4. All that said, if Ms. Gun were simply “disappeared,” imprisoned without trial, sentenced to death or life imprisonment, sent to Gitmo, exiled to St. Helena, or otherwise treated outside the norms of the rule of law, I would join your protests–with or without any “leftist” credentials to burnish.

44

Steve Carr 01.20.04 at 1:19 pm

Not that it matters all that much, but how do we know that, as dsquared argues, the NSA was planning to “blackmail” UN delegates? I always assumed they wanted the information in order to figure out how to tailor their pitch. Are we really supposed to believe that UN delegates would vote against the wishes of their own governments out of a fear of being blackmailed?

More substantively, I think dsquared and the other supporters of Gun need to answer Keith’s question: Are we seriously arguing that a democratic government should not be allowed to keep anything secret?
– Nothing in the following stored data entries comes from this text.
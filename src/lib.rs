//! SENTINEL: AI-gated on-chain trade execution engine.
//!
//! Library crate exposing all modules for use by integration tests
//! and the binary entry point.

pub mod config;
pub mod types;
pub mod models;
pub mod ledger;
pub mod data;
pub mod engine;
pub mod storage;
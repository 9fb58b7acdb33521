//! In-memory ledger for tests and offline simulation.
//!
//! Deterministic `LedgerRpc` implementation with a simulated block height
//! and scriptable failures. Every `block_number` call advances the chain by
//! `blocks_per_poll`, so confirmation polling makes progress on its own.

use alloy::primitives::{Address, B256, U256};
use anyhow::{anyhow, Result};
use async_trait::async_trait;
use std::collections::HashMap;
use std::sync::{Mutex, MutexGuard};

use super::contract::{classify_call, encode_prediction_check};
use super::{LedgerRpc, TxReceipt, TxRequest};

const MOCK_GAS_USED: u64 = 120_000;

#[derive(Debug, Clone, Copy)]
struct PendingTx {
    ready_at: u64,
    status: bool,
}

#[derive(Debug)]
struct LedgerState {
    block: u64,
    blocks_per_poll: u64,
    gas_price: U256,
    fail_gas_price: bool,
    gas_price_calls: u32,
    estimate: Option<u64>,
    send_failures: u32,
    receipt_failures: u32,
    block_failures: u32,
    reverts: u32,
    receipt_delay: Option<u64>,
    prediction_valid: bool,
    balance: U256,
    nonce: u64,
    hashes_issued: u64,
    send_attempts: u32,
    block_calls: u32,
    sent: Vec<TxRequest>,
    pending: HashMap<B256, PendingTx>,
}

/// A scriptable ledger. Defaults: block 100, 20 gwei gas, estimate 150k,
/// receipts one block after sending, predictions valid, 10 native balance.
#[derive(Debug)]
pub struct MockLedger {
    state: Mutex<LedgerState>,
}

impl Default for MockLedger {
    fn default() -> Self {
        Self::new()
    }
}

impl MockLedger {
    pub fn new() -> Self {
        Self {
            state: Mutex::new(LedgerState {
                block: 100,
                blocks_per_poll: 1,
                gas_price: U256::from(20_000_000_000u64),
                fail_gas_price: false,
                gas_price_calls: 0,
                estimate: Some(150_000),
                send_failures: 0,
                receipt_failures: 0,
                block_failures: 0,
                reverts: 0,
                receipt_delay: Some(1),
                prediction_valid: true,
                balance: U256::from(10_000_000_000_000_000_000u128),
                nonce: 0,
                hashes_issued: 0,
                send_attempts: 0,
                block_calls: 0,
                sent: Vec::new(),
                pending: HashMap::new(),
            }),
        }
    }

    fn state(&self) -> MutexGuard<'_, LedgerState> {
        self.state.lock().unwrap_or_else(|poisoned| poisoned.into_inner())
    }

    // -- Scripting --

    pub fn set_gas_price(&self, wei: U256) {
        self.state().gas_price = wei;
    }

    pub fn fail_gas_price(&self, fail: bool) {
        self.state().fail_gas_price = fail;
    }

    /// `None` makes every estimate fail.
    pub fn set_estimate(&self, gas: Option<u64>) {
        self.state().estimate = gas;
    }

    /// Reject the next `n` sends before they reach the chain.
    pub fn fail_next_sends(&self, n: u32) {
        self.state().send_failures = n;
    }

    /// Fail the next `n` receipt lookups with a transport error.
    pub fn fail_next_receipts(&self, n: u32) {
        self.state().receipt_failures = n;
    }

    /// Fail the next `n` block height reads with a transport error.
    pub fn fail_next_block_numbers(&self, n: u32) {
        self.state().block_failures = n;
    }

    /// Mine the next `n` accepted transactions as reverted.
    pub fn revert_next(&self, n: u32) {
        self.state().reverts = n;
    }

    /// Blocks between sending and the receipt appearing. `None` never mines.
    pub fn set_receipt_delay(&self, blocks: Option<u64>) {
        self.state().receipt_delay = blocks;
    }

    pub fn set_blocks_per_poll(&self, blocks: u64) {
        self.state().blocks_per_poll = blocks;
    }

    pub fn set_prediction_valid(&self, valid: bool) {
        self.state().prediction_valid = valid;
    }

    pub fn set_balance(&self, wei: U256) {
        self.state().balance = wei;
    }

    /// Mine every pending transaction at the current height.
    pub fn mine_pending(&self) {
        let mut s = self.state();
        let block = s.block;
        for tx in s.pending.values_mut() {
            tx.ready_at = tx.ready_at.min(block);
        }
    }

    // -- Inspection --

    pub fn sent_transactions(&self) -> Vec<TxRequest> {
        self.state().sent.clone()
    }

    pub fn send_attempts(&self) -> u32 {
        self.state().send_attempts
    }

    pub fn gas_price_calls(&self) -> u32 {
        self.state().gas_price_calls
    }

    pub fn block_number_calls(&self) -> u32 {
        self.state().block_calls
    }

    pub fn current_block(&self) -> u64 {
        self.state().block
    }
}

#[async_trait]
impl LedgerRpc for MockLedger {
    async fn block_number(&self) -> Result<u64> {
        let mut s = self.state();
        s.block_calls += 1;
        if s.block_failures > 0 {
            s.block_failures -= 1;
            return Err(anyhow!("mock: 503 upstream"));
        }
        let current = s.block;
        s.block += s.blocks_per_poll;
        Ok(current)
    }

    async fn gas_price(&self) -> Result<U256> {
        let mut s = self.state();
        s.gas_price_calls += 1;
        if s.fail_gas_price {
            return Err(anyhow!("mock: gas price unavailable"));
        }
        Ok(s.gas_price)
    }

    async fn estimate_gas(&self, _tx: &TxRequest) -> Result<u64> {
        self.state()
            .estimate
            .ok_or_else(|| anyhow!("mock: execution reverted during estimation"))
    }

    async fn send_transaction(&self, tx: &TxRequest) -> Result<B256> {
        let mut s = self.state();
        s.send_attempts += 1;
        if s.send_failures > 0 {
            s.send_failures -= 1;
            return Err(anyhow!("mock: connection reset"));
        }
        if classify_call(&tx.data).is_none() {
            return Err(anyhow!("mock: unknown function selector"));
        }

        s.hashes_issued += 1;
        let mut bytes = [0u8; 32];
        bytes[24..].copy_from_slice(&s.hashes_issued.to_be_bytes());
        let hash = B256::from(bytes);

        let status = if s.reverts > 0 {
            s.reverts -= 1;
            false
        } else {
            true
        };
        if let Some(delay) = s.receipt_delay {
            let ready_at = s.block + delay;
            s.pending.insert(hash, PendingTx { ready_at, status });
        }
        s.nonce += 1;
        s.sent.push(tx.clone());
        Ok(hash)
    }

    async fn transaction_receipt(&self, hash: B256) -> Result<Option<TxReceipt>> {
        let mut s = self.state();
        if s.receipt_failures > 0 {
            s.receipt_failures -= 1;
            return Err(anyhow!("mock: 503 upstream"));
        }
        Ok(s.pending.get(&hash).and_then(|tx| {
            (s.block >= tx.ready_at).then_some(TxReceipt {
                transaction_hash: hash,
                block_number: tx.ready_at,
                status: tx.status,
                gas_used: MOCK_GAS_USED,
            })
        }))
    }

    async fn call(&self, tx: &TxRequest) -> Result<Vec<u8>> {
        if tx.data != encode_prediction_check() {
            return Err(anyhow!("mock: unsupported call"));
        }
        let mut word = vec![0u8; 32];
        word[31] = u8::from(self.state().prediction_valid);
        Ok(word)
    }

    async fn balance(&self, _address: Address) -> Result<U256> {
        Ok(self.state().balance)
    }

    async fn transaction_count(&self, _address: Address) -> Result<u64> {
        Ok(self.state().nonce)
    }
}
And, relatedly, are we seriously arguing that democratic governments should not be allowed to spy at all? (This doesn’t require a defense of the NSA’s spying in this case, but since spying can only be done in secret, if you think democratic governments can keep no secrets, then essentially you’re arguing against all spying.)

I’m not sure the “Private Eye” rule really clarifies matters here, in any case. If you’d asked most Americans in March of 2002 whether the NSA should spy on Pakistan, Guinea, and Angola in the interests of making the war on Iraq more successful, I suspect a majority would have said yes. As for the British intelligence agency, the “Private Eye” question isn’t whether spying on the UN was wrong — because it didn’t do that — but whether it should have failed to disclose that the NSA had requested it to help spy on the UN. Again, do we really think that British intelligence agents would be ashamed if it came out that they had listened to such a request without making it public?

45

dsquared 01.20.04 at 1:48 pm

Are we seriously arguing that a democratic government should not be allowed to keep anything secret?

I thought that the correct answer on this doctrine was better known than it apparently is, probably because my background is in central banking.

It is necessary from time to time for a central bank to act secretly — when it executes a devaluation of the currency, or when it provides emergency support for an illiquid bank. However, this is regarded (correctly) in the theory of central banking as a highly uncomfortable and antidemocratic state of affairs, which can only be tolerated on two conditions:

1. The secrecy should be kept for the minimum time possible – secret actions should be made public as soon as doing so is consistent with being able to carry them out.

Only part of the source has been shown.